> Exercise
Go through the listing below and say how many lines include "Some". Give the number by itself.
++++++++++
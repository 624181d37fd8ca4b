//! Drives a [`SpotMap`] from a live subscription, a one-second tick, and
//! user commands.
//!
//! [`mount`] subscribes to the store and spawns a single task that owns the
//! widget state. Every change is published as a fresh [`MapView`] on a
//! `watch` channel. Dropping or [unmounting](MountedWidget::unmount) the
//! handle stops the tick and releases the subscription.

use std::sync::Arc;
use std::time::Duration;

use futures::StreamExt;
use quietfinder_core::clock::Clock;
use quietfinder_core::error::CoreError;
use quietfinder_core::spot::{GeoPosition, NewSpot, SpotStatus};
use quietfinder_core::store::{SpotStore, SpotSubscription};
use tokio::sync::{mpsc, oneshot, watch};
use tokio::task::JoinHandle;
use tokio::time::MissedTickBehavior;
use tokio_util::sync::CancellationToken;

use crate::view::MapView;
use crate::widget::{FormError, SpotMap};

/// How often the expiry filter re-evaluates.
pub const TICK_INTERVAL: Duration = Duration::from_millis(1_000);

enum WidgetCommand {
    Click(GeoPosition),
    SetName(String),
    SetStatus(SpotStatus),
    Submit(oneshot::Sender<Result<NewSpot, FormError>>),
    Cancel,
    DismissBanner,
    WriteFailed(String),
}

/// Handle to a mounted widget.
#[derive(Debug)]
pub struct MountedWidget {
    commands: mpsc::UnboundedSender<WidgetCommand>,
    view: watch::Receiver<MapView>,
    cancel: CancellationToken,
    task: Option<JoinHandle<()>>,
}

/// Subscribe to `store` and start the widget loop.
///
/// Fails only if the initial subscription cannot be created.
pub async fn mount(
    store: Arc<dyn SpotStore>,
    clock: Arc<dyn Clock>,
) -> Result<MountedWidget, CoreError> {
    let subscription = store.subscribe().await?;
    let map = SpotMap::new(clock.now());

    let (view_tx, view_rx) = watch::channel(map.view());
    let (cmd_tx, cmd_rx) = mpsc::unbounded_channel();
    let cancel = CancellationToken::new();

    let task = tokio::spawn(run(
        map,
        WidgetIo {
            store,
            clock,
            subscription,
            commands: cmd_rx,
            writes: cmd_tx.clone(),
            view: view_tx,
        },
        cancel.clone(),
    ));
    tracing::debug!("Spot map mounted");

    Ok(MountedWidget {
        commands: cmd_tx,
        view: view_rx,
        cancel,
        task: Some(task),
    })
}

struct WidgetIo {
    store: Arc<dyn SpotStore>,
    clock: Arc<dyn Clock>,
    subscription: SpotSubscription,
    commands: mpsc::UnboundedReceiver<WidgetCommand>,
    writes: mpsc::UnboundedSender<WidgetCommand>,
    view: watch::Sender<MapView>,
}

async fn run(mut map: SpotMap, mut io: WidgetIo, cancel: CancellationToken) {
    let mut ticker = tokio::time::interval(TICK_INTERVAL);
    ticker.set_missed_tick_behavior(MissedTickBehavior::Delay);
    let mut subscription_open = true;

    loop {
        tokio::select! {
            biased;
            _ = cancel.cancelled() => break,
            event = io.subscription.next(), if subscription_open => match event {
                Some(event) => map.apply(event),
                None => {
                    tracing::warn!("Spot subscription ended");
                    subscription_open = false;
                }
            },
            Some(command) = io.commands.recv() => handle_command(&mut map, &io, command),
            _ = ticker.tick() => map.tick(io.clock.now()),
        }

        io.view.send_if_modified(|current| {
            let next = map.view();
            if *current == next {
                false
            } else {
                *current = next;
                true
            }
        });
    }

    // Dropping the subscription here releases the store feed.
    tracing::debug!("Spot map unmounted");
}

fn handle_command(map: &mut SpotMap, io: &WidgetIo, command: WidgetCommand) {
    match command {
        WidgetCommand::Click(position) => map.click(position),
        WidgetCommand::SetName(name) => map.set_name(name),
        WidgetCommand::SetStatus(status) => map.set_status(status),
        WidgetCommand::Submit(reply) => {
            let result = map.submit(io.clock.now());
            if let Ok(spot) = &result {
                spawn_write(Arc::clone(&io.store), io.writes.clone(), spot.clone());
            }
            let _ = reply.send(result);
        }
        WidgetCommand::Cancel => map.cancel(),
        WidgetCommand::DismissBanner => map.dismiss_banner(),
        WidgetCommand::WriteFailed(reason) => map.write_failed(reason),
    }
}

/// Fire-and-forget append. The new spot shows up through the subscription;
/// a failure is logged and raised as a banner, never retried.
fn spawn_write(
    store: Arc<dyn SpotStore>,
    writes: mpsc::UnboundedSender<WidgetCommand>,
    spot: NewSpot,
) {
    tokio::spawn(async move {
        match store.add(spot).await {
            Ok(spot) => tracing::info!(spot_id = %spot.id, name = %spot.name, "Spot posted"),
            Err(e) => {
                tracing::warn!(error = %e, "Failed to post spot");
                let _ = writes.send(WidgetCommand::WriteFailed(e.to_string()));
            }
        }
    });
}

impl MountedWidget {
    fn send(&self, command: WidgetCommand) {
        if self.commands.send(command).is_err() {
            tracing::debug!("Command sent to unmounted spot map");
        }
    }

    pub fn click(&self, position: GeoPosition) {
        self.send(WidgetCommand::Click(position));
    }

    pub fn set_name(&self, name: impl Into<String>) {
        self.send(WidgetCommand::SetName(name.into()));
    }

    pub fn set_status(&self, status: SpotStatus) {
        self.send(WidgetCommand::SetStatus(status));
    }

    /// Submit the pending pin.
    ///
    /// Returns as soon as the form is validated; the write itself happens in
    /// the background.
    pub async fn submit(&self) -> Result<NewSpot, FormError> {
        let (reply_tx, reply_rx) = oneshot::channel();
        self.commands
            .send(WidgetCommand::Submit(reply_tx))
            .map_err(|_| FormError::Unmounted)?;
        reply_rx.await.map_err(|_| FormError::Unmounted)?
    }

    pub fn cancel_pending(&self) {
        self.send(WidgetCommand::Cancel);
    }

    pub fn dismiss_banner(&self) {
        self.send(WidgetCommand::DismissBanner);
    }

    /// The most recently published view.
    pub fn view(&self) -> MapView {
        self.view.borrow().clone()
    }

    /// A receiver that is notified on every view change.
    pub fn watch(&self) -> watch::Receiver<MapView> {
        self.view.clone()
    }

    /// Stop the widget and wait for its task to finish.
    pub async fn unmount(mut self) {
        self.cancel.cancel();
        if let Some(task) = self.task.take() {
            if let Err(e) = task.await {
                tracing::error!(error = %e, "Spot map task failed");
            }
        }
    }
}

impl Drop for MountedWidget {
    fn drop(&mut self) {
        self.cancel.cancel();
    }
}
++++++++++
> Response
4